Start of Block

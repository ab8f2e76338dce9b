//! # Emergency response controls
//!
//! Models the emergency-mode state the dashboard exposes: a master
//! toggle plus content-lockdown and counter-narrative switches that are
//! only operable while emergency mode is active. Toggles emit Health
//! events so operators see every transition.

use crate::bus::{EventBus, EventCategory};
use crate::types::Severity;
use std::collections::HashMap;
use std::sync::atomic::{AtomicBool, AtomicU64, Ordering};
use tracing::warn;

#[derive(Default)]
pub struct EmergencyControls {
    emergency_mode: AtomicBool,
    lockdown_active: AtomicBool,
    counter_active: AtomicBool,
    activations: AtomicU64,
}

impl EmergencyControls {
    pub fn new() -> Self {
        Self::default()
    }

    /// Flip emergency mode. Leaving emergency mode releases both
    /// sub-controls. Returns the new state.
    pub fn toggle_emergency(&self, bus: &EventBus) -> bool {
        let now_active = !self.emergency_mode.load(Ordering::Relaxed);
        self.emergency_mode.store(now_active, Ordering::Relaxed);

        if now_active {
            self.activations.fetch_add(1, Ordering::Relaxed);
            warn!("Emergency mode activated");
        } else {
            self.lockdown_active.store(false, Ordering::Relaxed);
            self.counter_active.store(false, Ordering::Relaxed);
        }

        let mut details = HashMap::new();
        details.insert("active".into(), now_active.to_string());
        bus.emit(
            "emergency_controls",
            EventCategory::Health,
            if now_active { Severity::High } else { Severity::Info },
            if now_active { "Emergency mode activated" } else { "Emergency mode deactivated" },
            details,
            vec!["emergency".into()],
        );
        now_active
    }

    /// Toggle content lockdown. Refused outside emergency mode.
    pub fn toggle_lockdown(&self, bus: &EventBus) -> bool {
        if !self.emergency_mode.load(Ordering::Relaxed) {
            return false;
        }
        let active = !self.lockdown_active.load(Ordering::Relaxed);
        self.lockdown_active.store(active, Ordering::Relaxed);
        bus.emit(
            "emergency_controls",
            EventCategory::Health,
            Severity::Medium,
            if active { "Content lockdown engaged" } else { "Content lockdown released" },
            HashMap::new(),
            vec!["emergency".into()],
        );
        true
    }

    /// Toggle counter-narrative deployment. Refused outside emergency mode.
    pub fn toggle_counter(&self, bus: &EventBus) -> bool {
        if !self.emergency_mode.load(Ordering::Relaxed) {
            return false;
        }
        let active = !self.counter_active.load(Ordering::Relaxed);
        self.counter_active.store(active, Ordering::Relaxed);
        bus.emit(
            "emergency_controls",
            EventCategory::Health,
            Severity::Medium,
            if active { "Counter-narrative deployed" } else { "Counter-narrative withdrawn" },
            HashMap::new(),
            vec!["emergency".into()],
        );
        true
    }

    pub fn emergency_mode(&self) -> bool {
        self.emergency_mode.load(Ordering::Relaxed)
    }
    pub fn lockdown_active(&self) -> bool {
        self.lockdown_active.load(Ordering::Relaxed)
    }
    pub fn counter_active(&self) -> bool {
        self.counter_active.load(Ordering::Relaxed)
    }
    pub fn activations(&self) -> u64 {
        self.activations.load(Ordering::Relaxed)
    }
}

End of Block
Start of Block

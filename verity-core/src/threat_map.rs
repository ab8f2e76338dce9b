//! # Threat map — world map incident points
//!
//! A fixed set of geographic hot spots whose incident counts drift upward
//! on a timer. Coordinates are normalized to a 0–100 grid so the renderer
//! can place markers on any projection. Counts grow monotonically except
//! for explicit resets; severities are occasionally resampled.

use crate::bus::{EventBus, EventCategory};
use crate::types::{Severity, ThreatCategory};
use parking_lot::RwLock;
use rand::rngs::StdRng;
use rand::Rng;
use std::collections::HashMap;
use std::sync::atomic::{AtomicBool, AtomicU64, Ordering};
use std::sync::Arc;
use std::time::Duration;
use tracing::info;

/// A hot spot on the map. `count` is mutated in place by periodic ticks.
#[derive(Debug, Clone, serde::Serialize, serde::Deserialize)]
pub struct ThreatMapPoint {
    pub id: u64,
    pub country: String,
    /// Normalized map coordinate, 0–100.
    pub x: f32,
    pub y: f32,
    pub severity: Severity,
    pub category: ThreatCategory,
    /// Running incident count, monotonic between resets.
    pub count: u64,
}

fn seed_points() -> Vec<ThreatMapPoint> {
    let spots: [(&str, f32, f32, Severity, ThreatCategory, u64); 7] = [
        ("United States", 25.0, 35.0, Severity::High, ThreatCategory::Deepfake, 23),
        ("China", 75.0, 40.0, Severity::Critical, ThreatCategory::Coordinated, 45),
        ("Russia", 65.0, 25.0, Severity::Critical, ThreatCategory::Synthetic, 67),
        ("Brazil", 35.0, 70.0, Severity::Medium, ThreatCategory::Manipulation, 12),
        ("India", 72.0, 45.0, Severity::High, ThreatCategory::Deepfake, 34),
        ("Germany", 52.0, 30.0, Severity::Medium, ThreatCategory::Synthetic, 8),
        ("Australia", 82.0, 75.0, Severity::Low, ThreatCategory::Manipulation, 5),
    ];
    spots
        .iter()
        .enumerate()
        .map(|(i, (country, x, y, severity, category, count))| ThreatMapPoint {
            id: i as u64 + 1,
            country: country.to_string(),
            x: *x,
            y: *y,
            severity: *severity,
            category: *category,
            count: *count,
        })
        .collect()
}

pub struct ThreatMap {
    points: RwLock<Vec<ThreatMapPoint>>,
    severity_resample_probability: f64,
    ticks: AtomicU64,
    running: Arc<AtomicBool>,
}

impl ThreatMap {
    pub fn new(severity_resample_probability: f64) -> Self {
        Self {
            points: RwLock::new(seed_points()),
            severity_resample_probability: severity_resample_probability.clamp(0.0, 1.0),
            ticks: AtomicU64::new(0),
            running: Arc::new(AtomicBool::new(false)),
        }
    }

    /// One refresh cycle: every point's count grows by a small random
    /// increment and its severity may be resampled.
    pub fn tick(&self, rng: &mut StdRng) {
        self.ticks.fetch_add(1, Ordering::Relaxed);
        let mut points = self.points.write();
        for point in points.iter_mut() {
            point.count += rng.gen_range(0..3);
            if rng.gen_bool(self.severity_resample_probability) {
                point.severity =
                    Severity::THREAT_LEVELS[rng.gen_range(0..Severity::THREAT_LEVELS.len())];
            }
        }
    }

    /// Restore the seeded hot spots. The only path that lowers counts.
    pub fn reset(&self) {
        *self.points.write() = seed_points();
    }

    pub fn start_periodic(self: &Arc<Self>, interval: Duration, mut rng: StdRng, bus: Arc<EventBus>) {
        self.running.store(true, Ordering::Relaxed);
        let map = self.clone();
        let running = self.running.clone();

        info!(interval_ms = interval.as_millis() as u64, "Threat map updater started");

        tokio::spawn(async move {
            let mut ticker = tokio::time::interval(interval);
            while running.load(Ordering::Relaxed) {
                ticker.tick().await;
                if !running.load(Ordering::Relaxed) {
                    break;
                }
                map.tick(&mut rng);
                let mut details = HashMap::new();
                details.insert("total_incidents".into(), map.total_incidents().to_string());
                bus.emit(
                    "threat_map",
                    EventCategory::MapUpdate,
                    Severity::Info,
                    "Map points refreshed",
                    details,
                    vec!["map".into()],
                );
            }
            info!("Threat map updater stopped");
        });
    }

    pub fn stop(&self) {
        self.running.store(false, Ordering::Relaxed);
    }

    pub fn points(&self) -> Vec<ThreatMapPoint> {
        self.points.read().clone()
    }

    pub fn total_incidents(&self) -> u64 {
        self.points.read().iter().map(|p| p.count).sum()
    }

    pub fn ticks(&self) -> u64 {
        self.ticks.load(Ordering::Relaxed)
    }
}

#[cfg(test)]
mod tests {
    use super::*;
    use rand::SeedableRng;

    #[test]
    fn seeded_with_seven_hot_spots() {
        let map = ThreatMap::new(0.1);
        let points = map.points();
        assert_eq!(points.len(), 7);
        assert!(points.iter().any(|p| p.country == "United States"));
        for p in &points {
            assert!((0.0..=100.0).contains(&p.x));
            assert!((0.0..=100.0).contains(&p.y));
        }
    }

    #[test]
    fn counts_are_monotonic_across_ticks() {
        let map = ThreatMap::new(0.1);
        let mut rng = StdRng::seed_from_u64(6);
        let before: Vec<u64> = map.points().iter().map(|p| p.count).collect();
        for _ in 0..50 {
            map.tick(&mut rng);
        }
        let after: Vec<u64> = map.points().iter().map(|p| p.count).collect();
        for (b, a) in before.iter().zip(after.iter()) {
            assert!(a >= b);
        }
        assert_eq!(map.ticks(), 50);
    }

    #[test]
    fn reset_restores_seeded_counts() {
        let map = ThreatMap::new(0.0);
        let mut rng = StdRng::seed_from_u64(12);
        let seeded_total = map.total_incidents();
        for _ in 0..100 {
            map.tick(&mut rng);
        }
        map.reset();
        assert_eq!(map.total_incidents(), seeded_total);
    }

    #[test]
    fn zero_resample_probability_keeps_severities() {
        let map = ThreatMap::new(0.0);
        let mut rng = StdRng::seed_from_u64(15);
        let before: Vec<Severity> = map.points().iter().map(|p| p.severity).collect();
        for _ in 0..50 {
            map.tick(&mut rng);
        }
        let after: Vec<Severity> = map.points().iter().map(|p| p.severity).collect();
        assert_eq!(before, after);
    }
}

End of Block

● What you are asked to do: Go through the data above line by line, count those that contain the string "contains", and reply with the count only.

● Task output: 2